The Compressed Vocabulary of the Proteins of Archaea

2017 
The origin and evolution of molecular functions hold the key to the emergence of modern biochemistry and cellular organization. Here we explore the existence of a growing vocabulary in the proteins and molecular functions of Archaea. A genomic census of structural domains and its mappings to Gene Ontology terms provides the raw data for the search of meaningful patterns and processes that drive molecular change. We present evidence supporting the existence of statistical laws of language and socioeconomic-linked diffusion of innovation models intricately embedded in both protein structure and domain organization. Patterns of origin and diversification of organismal repertoires of proteins (proteomes) and functions (functionomes) reveal their makeup depends on trade-off solutions between three principles that favor organismal and molecular persistence: economy, flexibility and robustness.
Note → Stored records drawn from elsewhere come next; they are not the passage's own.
//! JWE content encryption (RFC 7518 §5)
//!
//! Two families are supported: AES-GCM with a 96-bit IV and a 128-bit tag,
//! and the composite AES-CBC + HMAC-SHA2 construction of RFC 7518 §5.2.

use crate::error::{CipherError, Result};
use aes::{Aes128, Aes192, Aes256};
use aes_gcm::{
    AeadInPlace, Aes128Gcm, Aes256Gcm, AesGcm, KeyInit,
    aead::{consts::U12, generic_array::GenericArray},
};
use cbc::cipher::{BlockDecryptMut, BlockEncryptMut, KeyIvInit, block_padding::Pkcs7};
use hmac::{Hmac, Mac};
use rand::RngCore;
use sha2::{Sha256, Sha384, Sha512};
use std::fmt;
use std::str::FromStr;
use subtle::ConstantTimeEq;

type Aes192Gcm = AesGcm<Aes192, U12>;

const GCM_IV_LEN: usize = 12;
const GCM_TAG_LEN: usize = 16;
const CBC_IV_LEN: usize = 16;

/// Content encryption algorithm (`enc` header value)
#[derive(Debug, Clone, Copy, PartialEq, Eq, Hash)]
pub enum ContentEncryption {
    /// AES-128-GCM
    A128Gcm,
    /// AES-192-GCM
    A192Gcm,
    /// AES-256-GCM
    A256Gcm,
    /// AES-128-CBC with HMAC-SHA-256
    A128CbcHs256,
    /// AES-192-CBC with HMAC-SHA-384
    A192CbcHs384,
    /// AES-256-CBC with HMAC-SHA-512
    A256CbcHs512,
}

/// Output of content encryption, one field per compact JWE segment
#[derive(Debug, Clone, PartialEq, Eq)]
pub struct Sealed {
    /// Initialization vector
    pub iv: Vec<u8>,
    /// Ciphertext
    pub ciphertext: Vec<u8>,
    /// Authentication tag
    pub tag: Vec<u8>,
}

impl ContentEncryption {
    /// Every supported method
    pub const ALL: [ContentEncryption; 6] = [
        ContentEncryption::A128Gcm,
        ContentEncryption::A192Gcm,
        ContentEncryption::A256Gcm,
        ContentEncryption::A128CbcHs256,
        ContentEncryption::A192CbcHs384,
        ContentEncryption::A256CbcHs512,
    ];

    /// The `enc` header value
    #[must_use]
    pub const fn name(self) -> &'static str {
        match self {
            ContentEncryption::A128Gcm => "A128GCM",
            ContentEncryption::A192Gcm => "A192GCM",
            ContentEncryption::A256Gcm => "A256GCM",
            ContentEncryption::A128CbcHs256 => "A128CBC-HS256",
            ContentEncryption::A192CbcHs384 => "A192CBC-HS384",
            ContentEncryption::A256CbcHs512 => "A256CBC-HS512",
        }
    }

    /// Content encryption key length in bytes
    ///
    /// CBC-HMAC keys carry the MAC key and the encryption key, hence twice
    /// the AES key size.
    #[must_use]
    pub const fn cek_len(self) -> usize {
        match self {
            ContentEncryption::A128Gcm => 16,
            ContentEncryption::A192Gcm => 24,
            ContentEncryption::A256Gcm | ContentEncryption::A128CbcHs256 => 32,
            ContentEncryption::A192CbcHs384 => 48,
            ContentEncryption::A256CbcHs512 => 64,
        }
    }

    /// IV length in bytes
    #[must_use]
    pub const fn iv_len(self) -> usize {
        if self.is_gcm() { GCM_IV_LEN } else { CBC_IV_LEN }
    }

    #[inline]
    const fn is_gcm(self) -> bool {
        matches!(
            self,
            ContentEncryption::A128Gcm | ContentEncryption::A192Gcm | ContentEncryption::A256Gcm
        )
    }

    /// Fresh random content encryption key of the right size
    #[must_use]
    pub fn generate_cek(self) -> Vec<u8> {
        random_bytes(self.cek_len())
    }

    /// Encrypt `plaintext` under `cek` with a fresh random IV
    ///
    /// # Errors
    ///
    /// Fails when `cek` is not exactly [`cek_len`](Self::cek_len) bytes.
    pub fn encrypt(self, cek: &[u8], aad: &[u8], plaintext: &[u8]) -> Result<Sealed> {
        let iv = random_bytes(self.iv_len());
        self.encrypt_with_iv(cek, &iv, aad, plaintext)
    }

    /// Encrypt with a caller supplied IV
    ///
    /// # Errors
    ///
    /// Fails on wrong CEK or IV length.
    pub fn encrypt_with_iv(self, cek: &[u8], iv: &[u8], aad: &[u8], plaintext: &[u8]) -> Result<Sealed> {
        self.check_lengths(cek, iv)?;
        let (ciphertext, tag) = match self {
            ContentEncryption::A128Gcm => gcm_seal::<Aes128Gcm>(cek, iv, aad, plaintext)?,
            ContentEncryption::A192Gcm => gcm_seal::<Aes192Gcm>(cek, iv, aad, plaintext)?,
            ContentEncryption::A256Gcm => gcm_seal::<Aes256Gcm>(cek, iv, aad, plaintext)?,
            ContentEncryption::A128CbcHs256
            | ContentEncryption::A192CbcHs384
            | ContentEncryption::A256CbcHs512 => {
                let (mac_key, enc_key) = cek.split_at(cek.len() / 2);
                let ciphertext = cbc_encrypt(self, enc_key, iv, plaintext)?;
                let tag = self.cbc_tag(mac_key, aad, iv, &ciphertext)?;
                (ciphertext, tag)
            }
        };
        Ok(Sealed {
            iv: iv.to_vec(),
            ciphertext,
            tag,
        })
    }

    /// Authenticate and decrypt
    ///
    /// For CBC-HMAC the tag is checked in constant time before any
    /// decryption happens.
    ///
    /// # Errors
    ///
    /// Fails on wrong lengths, tag mismatch or bad padding.
    pub fn decrypt(self, cek: &[u8], iv: &[u8], aad: &[u8], ciphertext: &[u8], tag: &[u8]) -> Result<Vec<u8>> {
        self.check_lengths(cek, iv)?;
        match self {
            ContentEncryption::A128Gcm => gcm_open::<Aes128Gcm>(cek, iv, aad, ciphertext, tag),
            ContentEncryption::A192Gcm => gcm_open::<Aes192Gcm>(cek, iv, aad, ciphertext, tag),
            ContentEncryption::A256Gcm => gcm_open::<Aes256Gcm>(cek, iv, aad, ciphertext, tag),
            ContentEncryption::A128CbcHs256
            | ContentEncryption::A192CbcHs384
            | ContentEncryption::A256CbcHs512 => {
                let (mac_key, enc_key) = cek.split_at(cek.len() / 2);
                let expected = self.cbc_tag(mac_key, aad, iv, ciphertext)?;
                if !bool::from(expected.ct_eq(tag)) {
                    tracing::trace!(enc = self.name(), "content authentication tag mismatch");
                    return Err(CipherError::Decryption("authentication tag mismatch".into()));
                }
                cbc_decrypt(self, enc_key, iv, ciphertext)
            }
        }
    }

    fn check_lengths(self, cek: &[u8], iv: &[u8]) -> Result<()> {
        if cek.len() != self.cek_len() {
            return Err(CipherError::InvalidKeyLength {
                expected: self.cek_len(),
                actual: cek.len(),
            });
        }
        if iv.len() != self.iv_len() {
            return Err(CipherError::InvalidNonceLength {
                expected: self.iv_len(),
                actual: iv.len(),
            });
        }
        Ok(())
    }

    /// RFC 7518 §5.2.2.1: truncated HMAC over `AAD ‖ IV ‖ ciphertext ‖ AL`
    fn cbc_tag(self, mac_key: &[u8], aad: &[u8], iv: &[u8], ciphertext: &[u8]) -> Result<Vec<u8>> {
        let al = ((aad.len() as u64) * 8).to_be_bytes();
        macro_rules! tag_with {
            ($digest:ty) => {{
                let mut mac = <Hmac<$digest> as Mac>::new_from_slice(mac_key).map_err(|e| {
                    CipherError::Encryption(format!("HMAC key rejected: {e}"))
                })?;
                mac.update(aad);
                mac.update(iv);
                mac.update(ciphertext);
                mac.update(&al);
                mac.finalize().into_bytes()[..mac_key.len()].to_vec()
            }};
        }
        Ok(match self {
            ContentEncryption::A192CbcHs384 => tag_with!(Sha384),
            ContentEncryption::A256CbcHs512 => tag_with!(Sha512),
            _ => tag_with!(Sha256),
        })
    }
}

impl fmt::Display for ContentEncryption {
    fn fmt(&self, f: &mut fmt::Formatter<'_>) -> fmt::Result {
        f.write_str(self.name())
    }
}

impl FromStr for ContentEncryption {
    type Err = CipherError;

    fn from_str(s: &str) -> Result<Self> {
        ContentEncryption::ALL
            .into_iter()
            .find(|enc| enc.name() == s)
            .ok_or_else(|| CipherError::UnsupportedAlgorithm(s.to_string()))
    }
}

fn random_bytes(len: usize) -> Vec<u8> {
    let mut bytes = vec![0u8; len];
    rand::rng().fill_bytes(&mut bytes);
    bytes
}

fn gcm_seal<C>(key: &[u8], iv: &[u8], aad: &[u8], plaintext: &[u8]) -> Result<(Vec<u8>, Vec<u8>)>
where
    C: KeyInit + AeadInPlace,
{
    let cipher = C::new_from_slice(key).map_err(|e| CipherError::Encryption(e.to_string()))?;
    let mut buffer = plaintext.to_vec();
    let tag = cipher
        .encrypt_in_place_detached(GenericArray::from_slice(iv), aad, &mut buffer)
        .map_err(|e| CipherError::Encryption(e.to_string()))?;
    Ok((buffer, tag.to_vec()))
}

fn gcm_open<C>(key: &[u8], iv: &[u8], aad: &[u8], ciphertext: &[u8], tag: &[u8]) -> Result<Vec<u8>>
where
    C: KeyInit + AeadInPlace,
{
    if tag.len() != GCM_TAG_LEN {
        return Err(CipherError::Decryption(format!(
            "authentication tag must be {GCM_TAG_LEN} bytes, got {}",
            tag.len()
        )));
    }
    let cipher = C::new_from_slice(key).map_err(|e| CipherError::Decryption(e.to_string()))?;
    let mut buffer = ciphertext.to_vec();
    cipher
        .decrypt_in_place_detached(
            GenericArray::from_slice(iv),
            aad,
            &mut buffer,
            GenericArray::from_slice(tag),
        )
        .map_err(|_| CipherError::Decryption("authentication tag mismatch".into()))?;
    Ok(buffer)
}

fn cbc_encrypt(enc: ContentEncryption, key: &[u8], iv: &[u8], plaintext: &[u8]) -> Result<Vec<u8>> {
    let invalid = |e: aes::cipher::InvalidLength| CipherError::Encryption(e.to_string());
    Ok(match enc {
        ContentEncryption::A192CbcHs384 => cbc::Encryptor::<Aes192>::new_from_slices(key, iv)
            .map_err(invalid)?
            .encrypt_padded_vec_mut::<Pkcs7>(plaintext),
        ContentEncryption::A256CbcHs512 => cbc::Encryptor::<Aes256>::new_from_slices(key, iv)
            .map_err(invalid)?
            .encrypt_padded_vec_mut::<Pkcs7>(plaintext),
        _ => cbc::Encryptor::<Aes128>::new_from_slices(key, iv)
            .map_err(invalid)?
            .encrypt_padded_vec_mut::<Pkcs7>(plaintext),
    })
}

fn cbc_decrypt(enc: ContentEncryption, key: &[u8], iv: &[u8], ciphertext: &[u8]) -> Result<Vec<u8>> {
    let invalid = |e: aes::cipher::InvalidLength| CipherError::Decryption(e.to_string());
    let unpad = |_| CipherError::Decryption("invalid padding".into());
    match enc {
        ContentEncryption::A192CbcHs384 => cbc::Decryptor::<Aes192>::new_from_slices(key, iv)
            .map_err(invalid)?
            .decrypt_padded_vec_mut::<Pkcs7>(ciphertext)
            .map_err(unpad),
        ContentEncryption::A256CbcHs512 => cbc::Decryptor::<Aes256>::new_from_slices(key, iv)
            .map_err(invalid)?
            .decrypt_padded_vec_mut::<Pkcs7>(ciphertext)
            .map_err(unpad),
        _ => cbc::Decryptor::<Aes128>::new_from_slices(key, iv)
            .map_err(invalid)?
            .decrypt_padded_vec_mut::<Pkcs7>(ciphertext)
            .map_err(unpad),
    }
}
We find that the microbes of Archaea and Bacteria maximize economy, while eukaryotic organisms maximize flexibility and robustness. In the process, archaeal organisms engage in extreme semantic and pragmatic compression of their messages in response to evolutionary constraints, which were probably historically imposed by microbial lifestyle and harsh environments. Archaea preserves an economy-driven primordial vocabulary that is highly homogeneous and is the most ancient of the cellular world.